Other then the usual IIRC brown diatom algae they eat. 

Thanks. 

'Sucky sucky mew mew...' ^o^;;  Can't help it they're so cute.


----------



## Rmwbrown (Jan 22, 2009)

I'm a fan of cucumber.


----------



## shark (Jan 28, 2009)

romaine lettuce and cabage


----------



## kaegunim (Jan 15, 2010)

Mine seem to prefer frozen peas to the zucchini, which is fine by me, as it is much cheaper~


----------



## flyboy320 (Feb 6, 2010)

kaegunim said:


> Mine seem to prefer frozen peas to the zucchini, which is fine by me, as it is much cheaper~


What do you do to the peas to "prepare" them? Do they sink when thawed?


----------



## kaegunim (Jan 15, 2010)

flyboy320 said:


> What do you do to the peas to "prepare" them? Do they sink when thawed?

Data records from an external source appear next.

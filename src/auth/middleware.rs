// SPDX-License-Identifier: AGPL-3.0-or-later
//
// Copyright (C) 2026 Relational Network

//! Authentication middleware for Axum.
//!
//! On success the request carries an `Arc<AuthenticationResult>` extension
//! for the rest of the pipeline; read it with the
//! [`Authenticated`](super::Authenticated) extractor. On failure the request
//! is answered with 401 and goes no further.
//!
//! ```rust,ignore
//! let app = Router::new()
//!     .route("/protected", get(handler))
//!     .layer(axum::middleware::from_fn_with_state(gate, authenticate));
//! ```

use std::sync::Arc;

use axum::{
    extract::{Request, State},
    middleware::Next,
    response::{IntoResponse, Response},
};

use crate::gate::Gate;

/// Authentication middleware function.
pub async fn authenticate(State(gate): State<Gate>, mut request: Request, next: Next) -> Response {
    match gate.authenticator().authenticate(request.headers()).await {
        Ok(result) => {
            tracing::debug!(
                principal_id = %result.principal().id,
                method = %request.method(),
                path = %request.uri().path(),
                "Request authenticated"
            );
            request.extensions_mut().insert(Arc::new(result));
            next.run(request).await
        }
        Err(e) => {
            tracing::warn!(
                method = %request.method(),
                path = %request.uri().path(),
                error_code = e.error_code(),
                error = %e,
                "Authentication rejected"
            );
            e.into_response()
        }
    }
}
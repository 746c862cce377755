// SPDX-License-Identifier: AGPL-3.0-or-later
//
// Copyright (C) 2026 Relational Network

//! Outbound service-user tokens.
//!
//! A service user holds a registered RSA key pair. Tokens it signs carry its
//! key id both in the header and as a `kid` claim, which is what the
//! verifier uses to look the public key up.

use std::fmt;
use std::sync::{Mutex, PoisonError};
use std::time::Duration;

use chrono::Utc;
use jsonwebtoken::{encode, Algorithm, EncodingKey, Header};
use serde::{Deserialize, Serialize};
use uuid::Uuid;

use crate::error::ConfigError;

/// Issuer of service-user tokens minted here.
pub const SERVICE_USER_ISSUER: &str = "//authgate";

/// Default token lifetime (12 hours).
pub const DEFAULT_TOKEN_VALIDITY: Duration = Duration::from_secs(12 * 60 * 60);

/// Cached tokens are replaced this long before they expire.
const REFRESH_MARGIN: Duration = Duration::from_secs(5 * 60);

/// A service user's signing credential.
#[derive(Clone, Deserialize)]
pub struct ServiceUserCredential {
    pub principal_id: String,
    #[serde(rename = "kid")]
    pub key_id: String,
    /// RSA private key, PEM encoded
    pub private_key: String,
}

impl fmt::Debug for ServiceUserCredential {
    fn fmt(&self, f: &mut fmt::Formatter<'_>) -> fmt::Result {
        f.debug_struct("ServiceUserCredential")
            .field("principal_id", &self.principal_id)
            .field("key_id", &self.key_id)
            .finish_non_exhaustive()
    }
}

#[derive(Debug, Serialize)]
struct ServiceUserClaims<'a> {
    iss: &'a str,
    sub: &'a str,
    kid: &'a str,
    jti: String,
    iat: i64,
    nbf: i64,
    exp: i64,
}

struct CachedToken {
    token: String,
    expires_at: i64,
}

/// Mints and caches bearer tokens for a service user.
pub struct ServiceUserTokenSource {
    principal_id: String,
    key_id: String,
    key: EncodingKey,
    validity: Duration,
    cached: Mutex<Option<CachedToken>>,
}

impl ServiceUserTokenSource {
    /// Parse the credential's private key.
    pub fn new(credential: &ServiceUserCredential) -> Result<Self, ConfigError> {
        if credential.principal_id.is_empty() || credential.key_id.is_empty() {
            return Err(ConfigError::InvalidCredential(
                "principal id and key id are required".to_string(),
            ));
        }
        let key = EncodingKey::from_rsa_pem(credential.private_key.as_bytes())
            .map_err(|e| ConfigError::InvalidCredential(e.to_string()))?;

        Ok(Self {
            principal_id: credential.principal_id.clone(),
            key_id: credential.key_id.clone(),
            key,
            validity: DEFAULT_TOKEN_VALIDITY,
            cached: Mutex::new(None),
        })
    }

    /// Set the token lifetime.
    pub fn with_validity(mut self, validity: Duration) -> Self {
        self.validity = validity;
        self
    }

    /// A signed token, reused until shortly before it expires.
    pub fn token(&self) -> Result<String, jsonwebtoken::errors::Error> {
        let now = Utc::now().timestamp();
        let margin = REFRESH_MARGIN.as_secs() as i64;
        let mut cached = self.cached.lock().unwrap_or_else(PoisonError::into_inner);

        if let Some(entry) = cached.as_ref() {
            if now + margin < entry.expires_at {
                return Ok(entry.token.clone());
            }
        }

        let expires_at = now + (self.validity.as_secs() as i64);
        let token = self.mint(now, expires_at)?;
        tracing::debug!(
            principal_id = %self.principal_id,
            kid = %self.key_id,
            expires_at,
            "Minted service-user token"
        );
        *cached = Some(CachedToken {
            token: token.clone(),
            expires_at,
        });
        Ok(token)
    }

    /// `Authorization` header value for outbound calls.
    pub fn authorization(&self) -> Result<String, jsonwebtoken::errors::Error> {
        Ok(format!("Bearer {}", self.token()?))
    }

    fn mint(&self, now: i64, expires_at: i64) -> Result<String, jsonwebtoken::errors::Error> {
        let mut header = Header::new(Algorithm::RS256);
        header.kid = Some(self.key_id.clone());

        let claims = ServiceUserClaims {
            iss: SERVICE_USER_ISSUER,
            sub: &self.principal_id,
            kid: &self.key_id,
            jti: Uuid::new_v4().to_string(),
            iat: now,
            nbf: now,
            exp: expires_at,
        };
        encode(&header, &claims, &self.key)
    }
}

impl fmt::Debug for ServiceUserTokenSource {
    fn fmt(&self, f: &mut fmt::Formatter<'_>) -> fmt::Result {
        f.debug_struct("ServiceUserTokenSource")
            .field("principal_id", &self.principal_id)
            .field("key_id", &self.key_id)
            .field("validity", &self.validity)
            .finish_non_exhaustive()
    }
}
// SPDX-License-Identifier: AGPL-3.0-or-later
//
// Copyright (C) 2026 Relational Network

//! Route to resource mapping.
//!
//! Routes are matched on the exact request path and method. There is no
//! prefix or wildcard matching.

use std::collections::HashMap;
use std::fmt;
use std::sync::Arc;

use axum::http::request::Parts;
use serde::{Deserialize, Serialize};

use crate::error::ConfigError;

/// Exact-match key for a protected route. Case-sensitive.
#[derive(Debug, Clone, PartialEq, Eq, Hash)]
pub struct ResourcePath {
    pub path: String,
    pub method: String,
}

impl ResourcePath {
    pub fn new(path: impl Into<String>, method: impl Into<String>) -> Self {
        Self {
            path: path.into(),
            method: method.into(),
        }
    }

    fn of(parts: &Parts) -> Self {
        Self::new(parts.uri.path(), parts.method.as_str())
    }
}

/// The permission a request needs on a resource.
#[derive(Debug, Clone, PartialEq, Eq, Serialize, Deserialize)]
pub struct ResourceControl {
    /// `"<namespace>:<id>"`
    pub resource: String,
    pub permission: String,
}

impl ResourceControl {
    pub fn new(resource: impl Into<String>, permission: impl Into<String>) -> Self {
        Self {
            resource: resource.into(),
            permission: permission.into(),
        }
    }

    /// Split the resource into `(namespace, id)`.
    ///
    /// `None` unless the resource holds exactly one `:`.
    pub fn split(&self) -> Option<(&str, &str)> {
        match self.resource.split_once(':') {
            Some((namespace, id)) if !id.contains(':') => Some((namespace, id)),
            _ => None,
        }
    }
}

/// Derives the [`ResourceControl`] for a request.
///
/// Resolvers are pure functions of the request head.
#[derive(Clone)]
pub struct Resolver(Arc<dyn Fn(&Parts) -> ResourceControl + Send + Sync>);

impl Resolver {
    pub fn new<F>(f: F) -> Self
    where
        F: Fn(&Parts) -> ResourceControl + Send + Sync + 'static,
    {
        Self(Arc::new(f))
    }

    /// Always the same resource and permission.
    pub fn fixed(resource: impl Into<String>, permission: impl Into<String>) -> Self {
        let control = ResourceControl::new(resource, permission);
        Self::new(move |_| control.clone())
    }

    /// `"<namespace>:<value of query parameter param>"`.
    ///
    /// The id is empty when the parameter is absent, which the
    /// authorization service then denies.
    pub fn from_query(
        namespace: impl Into<String>,
        param: impl Into<String>,
        permission: impl Into<String>,
    ) -> Self {
        let namespace = namespace.into();
        let param = param.into();
        let permission = permission.into();
        Self::new(move |parts| {
            let id = parts
                .uri
                .query()
                .and_then(|q| {
                    url::form_urlencoded::parse(q.as_bytes())
                        .find(|(k, _)| *k == param)
                        .map(|(_, v)| v.into_owned())
                })
                .unwrap_or_default();
            ResourceControl::new(format!("{namespace}:{id}"), permission.clone())
        })
    }

    pub fn resolve(&self, parts: &Parts) -> ResourceControl {
        (self.0)(parts)
    }
}

impl fmt::Debug for Resolver {
    fn fmt(&self, f: &mut fmt::Formatter<'_>) -> fmt::Result {
        f.write_str("Resolver")
    }
}

/// Table of protected routes.
#[derive(Debug, Clone, Default)]
pub struct ResourceMap {
    routes: HashMap<ResourcePath, Resolver>,
}

impl ResourceMap {
    pub fn new() -> Self {
        Self::default()
    }

    /// Map `method path` to `resolver`.
    ///
    /// A route maps to at most one resolver; a second mapping fails with
    /// [`ConfigError::DuplicateResourcePath`].
    pub fn insert(
        &mut self,
        path: impl Into<String>,
        method: impl Into<String>,
        resolver: Resolver,
    ) -> Result<(), ConfigError> {
        let key = ResourcePath::new(path, method);
        if self.routes.contains_key(&key) {
            return Err(ConfigError::DuplicateResourcePath {
                path: key.path,
                method: key.method,
            });
        }
        self.routes.insert(key, resolver);
        Ok(())
    }

    /// Builder form of [`ResourceMap::insert`].
    pub fn route(
        mut self,
        path: impl Into<String>,
        method: impl Into<String>,
        resolver: Resolver,
    ) -> Result<Self, ConfigError> {
        self.insert(path, method, resolver)?;
        Ok(self)
    }

    /// Resource control for a request, or `None` when the route is unmapped.
    pub fn resolve(&self, parts: &Parts) -> Option<ResourceControl> {
        self.routes
            .get(&ResourcePath::of(parts))
            .map(|resolver| resolver.resolve(parts))
    }

    pub fn len(&self) -> usize {
        self.routes.len()
    }

    pub fn is_empty(&self) -> bool {
        self.routes.is_empty()
    }
}
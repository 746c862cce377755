// SPDX-License-Identifier: AGPL-3.0-or-later
//
// Copyright (C) 2026 Relational Network

//! Authorization middleware for Axum.
//!
//! Must run inside [`authenticate`](crate::auth::middleware::authenticate):
//! it only reads the `Arc<AuthenticationResult>` that authentication left on
//! the request.

use std::sync::Arc;

use axum::{
    extract::{Request, State},
    middleware::Next,
    response::{IntoResponse, Response},
};

use crate::auth::{AuthError, AuthenticationResult};
use crate::gate::{DefaultPolicy, Gate};

/// Authorization middleware function.
pub async fn authorize(State(gate): State<Gate>, request: Request, next: Next) -> Response {
    let Some(auth) = request.extensions().get::<Arc<AuthenticationResult>>().cloned() else {
        return AuthError::MissingCredentials.into_response();
    };
    let principal_id = auth.principal().id.as_str();

    let (parts, body) = request.into_parts();
    let control = gate.resources().resolve(&parts);
    let request = Request::from_parts(parts, body);

    let Some(control) = control else {
        return match gate.policy() {
            DefaultPolicy::Allow => next.run(request).await,
            DefaultPolicy::Deny => {
                tracing::warn!(
                    principal_id,
                    method = %request.method(),
                    path = %request.uri().path(),
                    "No resource mapping for route, denying"
                );
                AuthError::Denied.into_response()
            }
        };
    };

    match gate.checker().check(&control, request.headers()).await {
        Ok(true) => {
            tracing::debug!(
                principal_id,
                resource = %control.resource,
                permission = %control.permission,
                "Request authorized"
            );
            next.run(request).await
        }
        Ok(false) => {
            tracing::warn!(
                principal_id,
                resource = %control.resource,
                permission = %control.permission,
                "Permission denied"
            );
            AuthError::Denied.into_response()
        }
        Err(e) => {
            tracing::error!(
                principal_id,
                resource = %control.resource,
                permission = %control.permission,
                error = %e,
                "Permission check failed"
            );
            e.into_response()
        }
    }
}
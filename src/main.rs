// SPDX-License-Identifier: AGPL-3.0-or-later
//
// Copyright (C) 2026 Relational Network

use tokio::net::TcpListener;
use tracing_subscriber::{layer::SubscriberExt, util::SubscriberInitExt, EnvFilter};

use authgate::api::{resources, router};
use authgate::config::{LogFormat, ServerConfig, DEFAULT_LOG_FILTER};
use authgate::{Gate, GateConfig};

#[tokio::main]
async fn main() {
    let config = match ServerConfig::from_env() {
        Ok(config) => config,
        Err(e) => {
            eprintln!("Invalid configuration: {e}");
            std::process::exit(1);
        }
    };

    init_tracing(config.log_format);

    if let Err(e) = run(config).await {
        tracing::error!(error = %e, "Server failed");
        std::process::exit(1);
    }
}

fn init_tracing(format: LogFormat) {
    let filter =
        EnvFilter::try_from_default_env().unwrap_or_else(|_| EnvFilter::new(DEFAULT_LOG_FILTER));
    let registry = tracing_subscriber::registry().with(filter);
    match format {
        LogFormat::Json => registry.with(tracing_subscriber::fmt::layer().json()).init(),
        LogFormat::Pretty => registry.with(tracing_subscriber::fmt::layer()).init(),
    }
}

async fn run(config: ServerConfig) -> Result<(), Box<dyn std::error::Error>> {
    let gate = Gate::new(GateConfig {
        resources: resources()?,
        policy: config.policy,
        api_prefix: config.api_prefix.clone(),
        ..GateConfig::new(config.endpoint.clone())
    })?;

    let listener = TcpListener::bind(config.addr).await?;
    tracing::info!(addr = %config.addr, endpoint = %config.endpoint, "Authgate listening");

    axum::serve(listener, router(gate))
        .with_graceful_shutdown(shutdown_signal())
        .await?;
    Ok(())
}

async fn shutdown_signal() {
    if let Err(e) = tokio::signal::ctrl_c().await {
        tracing::error!(error = %e, "Failed to listen for shutdown signal");
    }
}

I microwave them with a splash of water. Not enough to cover them, just a bit in the bottom so they steam and stay moist.

You have to squeeze them out of their skins though (unless you want pea skins floating around everywhere)


----------



## AquaNeko (Jul 26, 2009)

How do you sink the peas? I'm thinking of trying to find my fishing kit somewhere as I had some split-shot lead sinkers in that kit before it AWOL'ed on me. Thinking of punching some fishl line throught it then split-shot it then let it sink. I've not really noticed what mine munch on as mine tend to be nocturnal and hide when I'm around.


----------



## shrtmann (Feb 15, 2009)

mine love cucumber..altho so does my plecos...so its usallly my plecs that end up eating most


----------



## Cypher (Apr 15, 2006)

I had a shoal of zebra ottos back in Singapore and they loved the zucchini. Always ate till their little stomaches were the size of peas  . Nutritionally though, I don't think zucchini has everything... if I get another shoal of zebra ottos I'd like to try nori.


----------



## flyboy320 (Feb 6, 2010)

Cypher said:


> if I get another shoal of zebra ottos I'd like to try nori.


What is nori?


----------



## Darkblade48 (Jan 28, 2008)

flyboy320 said:


> What is nori?


Nori is the dry seaweed that you can find at Asian supermarkets. If you are going to feed this to your Otos, make sure you buy the kind that is unsalted, unflavoured, etc.


----------



## Cypher (Apr 15, 2006)

^ what he said.


----------



## flyboy320 (Feb 6, 2010)

Darkblade48 said:


> Nori is the dry seaweed that you can find at Asian supermarkets. If you are going to feed this to your Otos, make sure you buy the kind that is unsalted, unflavoured, etc.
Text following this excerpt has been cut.